• _PROBLEM TO WORK ON_: Every line below is to be quoted exactly, with nothing added or dropped.

DATA SHOWN: Begin

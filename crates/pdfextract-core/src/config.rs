use std::sync::Arc;

use regex::Regex;
use thiserror::Error;

use crate::output::TYPE_URI;
use crate::page_selection::{PageSelection, PageSelectionError};
use crate::strategy::{TableSettings, TableStrategy, TextSettings, TextStrategy};
use crate::{ErrorHandling, OutputMode};

/// Errors raised while building a [`Config`]. Always fatal, independent of the
/// error-handling mode.
#[derive(Error, Debug)]
pub enum ConfigError {
    #[error(transparent)]
    PageSelection(#[from] PageSelectionError),
    #[error("Invalid table strategy: {0}")]
    UnknownTableStrategy(String),
    #[error("Invalid text strategy: {0}")]
    UnknownTextStrategy(String),
    #[error("Invalid error handling mode: {0} (expected one of ignore, raise_on_error, raise_on_error_and_warning)")]
    UnknownErrorHandling(String),
    #[error("No custom {kind} strategy defined")]
    EmptyCustomStrategy { kind: &'static str },
    #[error("Invalid custom {kind} strategy: {message}")]
    InvalidCustomStrategy { kind: &'static str, message: String },
    #[error("A file name regex is required")]
    MissingRegex,
    #[error("Invalid file name regex: {0}")]
    InvalidRegex(#[from] regex::Error),
    #[error("{name} must be at least 1")]
    InvalidPoolSize { name: &'static str },
}

/// Number of file workers when none is configured: one less than the
/// available cores, at least one.
pub fn default_max_processes() -> usize {
    available_cores().saturating_sub(1).max(1)
}

/// Number of page threads per file when none is configured.
pub fn default_max_threads() -> usize {
    available_cores()
}

fn available_cores() -> usize {
    std::thread::available_parallelism()
        .map(|n| n.get())
        .unwrap_or(1)
}

/// Validated, immutable settings for one extraction run.
///
/// Settings that page workers read are behind `Arc` so they can be shared
/// across threads without copying.
#[derive(Debug, Clone)]
pub struct Config {
    /// The user's pattern as entered.
    pub pattern: String,
    /// `pattern` anchored at the start of the resource name.
    pub filename_regex: Regex,
    pub output_mode: OutputMode,
    pub error_handling: ErrorHandling,
    pub table_strategy: TableStrategy,
    pub table_settings: Arc<TableSettings>,
    pub text_strategy: TextStrategy,
    pub text_settings: Arc<TextSettings>,
    pub page_selection: Arc<PageSelection>,
    pub max_processes: usize,
    pub max_threads: usize,
    /// Prefix for output record URIs.
    pub type_uri: String,
}

impl Config {
    /// True if a resource called `name` should be processed.
    pub fn matches(&self, name: &str) -> bool {
        self.filename_regex.is_match(name)
    }
}

/// Builder for [`Config`].
///
/// Takes every parameter in its user-facing string form and validates all of
/// them in [`build()`](Self::build).
#[derive(Debug, Clone, Default)]
pub struct ConfigBuilder {
    pattern: Option<String>,
    output_mode: OutputMode,
    error_handling: Option<String>,
    table_strategy: Option<String>,
    custom_table_strategy: String,
    text_strategy: Option<String>,
    custom_text_strategy: String,
    page_selection: String,
    max_processes: Option<usize>,
    max_threads: Option<usize>,
    type_uri: Option<String>,
}

impl ConfigBuilder {
    pub fn new() -> Self {
        Self::default()
    }

    pub fn filename_regex(mut self, pattern: &str) -> Self {
        self.pattern = Some(pattern.to_string());
        self
    }

    pub fn output_mode(mut self, mode: OutputMode) -> Self {
        self.output_mode = mode;
        self
    }

    /// Shorthand for [`OutputMode::Combined`] when `all_files` is set.
    pub fn all_files(self, all_files: bool) -> Self {
        self.output_mode(if all_files {
            OutputMode::Combined
        } else {
            OutputMode::PerFile
        })
    }

    pub fn error_handling(mut self, mode: &str) -> Self {
        self.error_handling = Some(mode.to_string());
        self
    }

    pub fn table_strategy(mut self, strategy: &str) -> Self {
        self.table_strategy = Some(strategy.to_string());
        self
    }

    pub fn custom_table_strategy(mut self, definition: &str) -> Self {
        self.custom_table_strategy = definition.to_string();
        self
    }

    pub fn text_strategy(mut self, strategy: &str) -> Self {
        self.text_strategy = Some(strategy.to_string());
        self
    }

    pub fn custom_text_strategy(mut self, definition: &str) -> Self {
        self.custom_text_strategy = definition.to_string();
        self
    }

    pub fn page_selection(mut self, selection: &str) -> Self {
        self.page_selection = selection.to_string();
        self
    }

    pub fn max_processes(mut self, n: usize) -> Self {
        self.max_processes = Some(n);
        self
    }

    pub fn max_threads(mut self, n: usize) -> Self {
        self.max_threads = Some(n);
        self
    }

    pub fn type_uri(mut self, uri: &str) -> Self {
        self.type_uri = Some(uri.to_string());
        self
    }

    /// Validate every parameter and produce a [`Config`].
    pub fn build(self) -> Result<Config, ConfigError> {
        let pattern = self.pattern.ok_or(ConfigError::MissingRegex)?;
        let filename_regex = Regex::new(&format!("^(?:{pattern})"))?;

        let error_handling = match self.error_handling {
            Some(mode) => mode.parse()?,
            None => ErrorHandling::default(),
        };

        let table_strategy: TableStrategy = match self.table_strategy {
            Some(s) => s.parse()?,
            None => TableStrategy::default(),
        };
        let table_settings = table_strategy.resolve(&self.custom_table_strategy)?;

        let text_strategy: TextStrategy = match self.text_strategy {
            Some(s) => s.parse()?,
            None => TextStrategy::default(),
        };
        let text_settings = text_strategy.resolve(&self.custom_text_strategy)?;

        let page_selection = if self.page_selection.trim().is_empty() {
            PageSelection::all()
        } else {
            self.page_selection.parse::<PageSelection>()?
        };

        let max_processes = self.max_processes.unwrap_or_else(default_max_processes);
        if max_processes == 0 {
            return Err(ConfigError::InvalidPoolSize {
                name: "max_processes",
            });
        }
        let max_threads = self.max_threads.unwrap_or_else(default_max_threads);
        if max_threads == 0 {
            return Err(ConfigError::InvalidPoolSize {
                name: "max_threads",
            });
        }

        Ok(Config {
            pattern,
            filename_regex,
            output_mode: self.output_mode,
            error_handling,
            table_strategy,
            table_settings: Arc::new(table_settings),
            text_strategy,
            text_settings: Arc::new(text_settings),
            page_selection: Arc::new(page_selection),
            max_processes,
            max_threads,
            type_uri: self.type_uri.unwrap_or_else(|| TYPE_URI.to_string()),
        })
    }
}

DATA SHOWN: End

• _OUTPUT BELOW_:
filename crates/pdfextract-core/src/config.rs
use std::sync::Arc;

use regex::Regex;
use thiserror::Error;

use crate::output::TYPE_URI;
use crate::page_selection::{PageSelection, PageSelectionError};
use crate::strategy::{TableSettings, TableStrategy, TextSettings, TextStrategy};
use crate::{ErrorHandling, OutputMode};

/// Errors raised while building a [`Config`]. Always fatal, independent of the
/// error-handling mode.
#[derive(Error, Debug)]
pub enum ConfigError {
    #[error(transparent)]
    PageSelection(#[from] PageSelectionError),
    #[error("Invalid table strategy: {0}")]
    UnknownTableStrategy(String),
    #[error("Invalid text strategy: {0}")]
    UnknownTextStrategy(String),
    #[error("Invalid error handling mode: {0} (expected one of ignore, raise_on_error, raise_on_error_and_warning)")]
    UnknownErrorHandling(String),
    #[error("No custom {kind} strategy defined")]
    EmptyCustomStrategy { kind: &'static str },
    #[error("Invalid custom {kind} strategy: {message}")]
    InvalidCustomStrategy { kind: &'static str, message: String },
    #[error("A file name regex is required")]
    MissingRegex,
    #[error("Invalid file name regex: {0}")]
    InvalidRegex(#[from] regex::Error),
    #[error("{name} must be at least 1")]
    InvalidPoolSize { name: &'static str },
}

/// Number of file workers when none is configured: one less than the
/// available cores, at least one.
pub fn default_max_processes() -> usize {
    available_cores().saturating_sub(1).max(1)
}

/// Number of page threads per file when none is configured.
pub fn default_max_threads() -> usize {
    available_cores()
}

fn available_cores() -> usize {
    std::thread::available_parallelism()
        .map(|n| n.get())
        .unwrap_or(1)
}

/// Validated, immutable settings for one extraction run.
///
/// Settings that page workers read are behind `Arc` so they can be shared
/// across threads without copying.
#[derive(Debug, Clone)]
pub struct Config {
    /// The user's pattern as entered.
    pub pattern: String,
    /// `pattern` anchored at the start of the resource name.
    pub filename_regex: Regex,
    pub output_mode: OutputMode,
    pub error_handling: ErrorHandling,
    pub table_strategy: TableStrategy,
    pub table_settings: Arc<TableSettings>,
    pub text_strategy: TextStrategy,
    pub text_settings: Arc<TextSettings>,
    pub page_selection: Arc<PageSelection>,
    pub max_processes: usize,
    pub max_threads: usize,
    /// Prefix for output record URIs.
    pub type_uri: String,
}

impl Config {
    /// True if a resource called `name` should be processed.
    pub fn matches(&self, name: &str) -> bool {
        self.filename_regex.is_match(name)
    }
}

/// Builder for [`Config`].
///
/// Takes every parameter in its user-facing string form and validates all of
/// them in [`build()`](Self::build).
#[derive(Debug, Clone, Default)]
pub struct ConfigBuilder {
    pattern: Option<String>,
    output_mode: OutputMode,
    error_handling: Option<String>,
    table_strategy: Option<String>,
    custom_table_strategy: String,
    text_strategy: Option<String>,
    custom_text_strategy: String,
    page_selection: String,
    max_processes: Option<usize>,
    max_threads: Option<usize>,
    type_uri: Option<String>,
}

impl ConfigBuilder {
    pub fn new() -> Self {
        Self::default()
    }

    pub fn filename_regex(mut self, pattern: &str) -> Self {
        self.pattern = Some(pattern.to_string());
        self
    }

    pub fn output_mode(mut self, mode: OutputMode) -> Self {
        self.output_mode = mode;
        self
    }

    /// Shorthand for [`OutputMode::Combined`] when `all_files` is set.
    pub fn all_files(self, all_files: bool) -> Self {
        self.output_mode(if all_files {
            OutputMode::Combined
        } else {
            OutputMode::PerFile
        })
    }

    pub fn error_handling(mut self, mode: &str) -> Self {
        self.error_handling = Some(mode.to_string());
        self
    }

    pub fn table_strategy(mut self, strategy: &str) -> Self {
        self.table_strategy = Some(strategy.to_string());
        self
    }

    pub fn custom_table_strategy(mut self, definition: &str) -> Self {
        self.custom_table_strategy = definition.to_string();
        self
    }

    pub fn text_strategy(mut self, strategy: &str) -> Self {
        self.text_strategy = Some(strategy.to_string());
        self
    }

    pub fn custom_text_strategy(mut self, definition: &str) -> Self {
        self.custom_text_strategy = definition.to_string();
        self
    }

    pub fn page_selection(mut self, selection: &str) -> Self {
        self.page_selection = selection.to_string();
        self
    }

    pub fn max_processes(mut self, n: usize) -> Self {
        self.max_processes = Some(n);
        self
    }

    pub fn max_threads(mut self, n: usize) -> Self {
        self.max_threads = Some(n);
        self
    }

    pub fn type_uri(mut self, uri: &str) -> Self {
        self.type_uri = Some(uri.to_string());
        self
    }

    /// Validate every parameter and produce a [`Config`].
    pub fn build(self) -> Result<Config, ConfigError> {
        let pattern = self.pattern.ok_or(ConfigError::MissingRegex)?;
        let filename_regex = Regex::new(&format!("^(?:{pattern})"))?;

        let error_handling = match self.error_handling {
            Some(mode) => mode.parse()?,
            None => ErrorHandling::default(),
        };

        let table_strategy: TableStrategy = match self.table_strategy {
            Some(s) => s.parse()?,
            None => TableStrategy::default(),
        };
        let table_settings = table_strategy.resolve(&self.custom_table_strategy)?;

        let text_strategy: TextStrategy = match self.text_strategy {
            Some(s) => s.parse()?,
            None => TextStrategy::default(),
        };
        let text_settings = text_strategy.resolve(&self.custom_text_strategy)?;

        let page_selection = if self.page_selection.trim().is_empty() {
            PageSelection::all()
        } else {
            self.page_selection.parse::<PageSelection>()?
        };

        let max_processes = self.max_processes.unwrap_or_else(default_max_processes);
        if max_processes == 0 {
            return Err(ConfigError::InvalidPoolSize {
                name: "max_processes",
            });
        }
        let max_threads = self.max_threads.unwrap_or_else(default_max_threads);
        if max_threads == 0 {
            return Err(ConfigError::InvalidPoolSize {
                name: "max_threads",
            });
        }

        Ok(Config {
            pattern,
            filename_regex,
            output_mode: self.output_mode,
            error_handling,
            table_strategy,
            table_settings: Arc::new(table_settings),
            text_strategy,
            text_settings: Arc::new(text_settings),
            page_selection: Arc::new(page_selection),
            max_processes,
            max_threads,
            type_uri: self.type_uri.unwrap_or_else(|| TYPE_URI.to_string()),
        })
    }
}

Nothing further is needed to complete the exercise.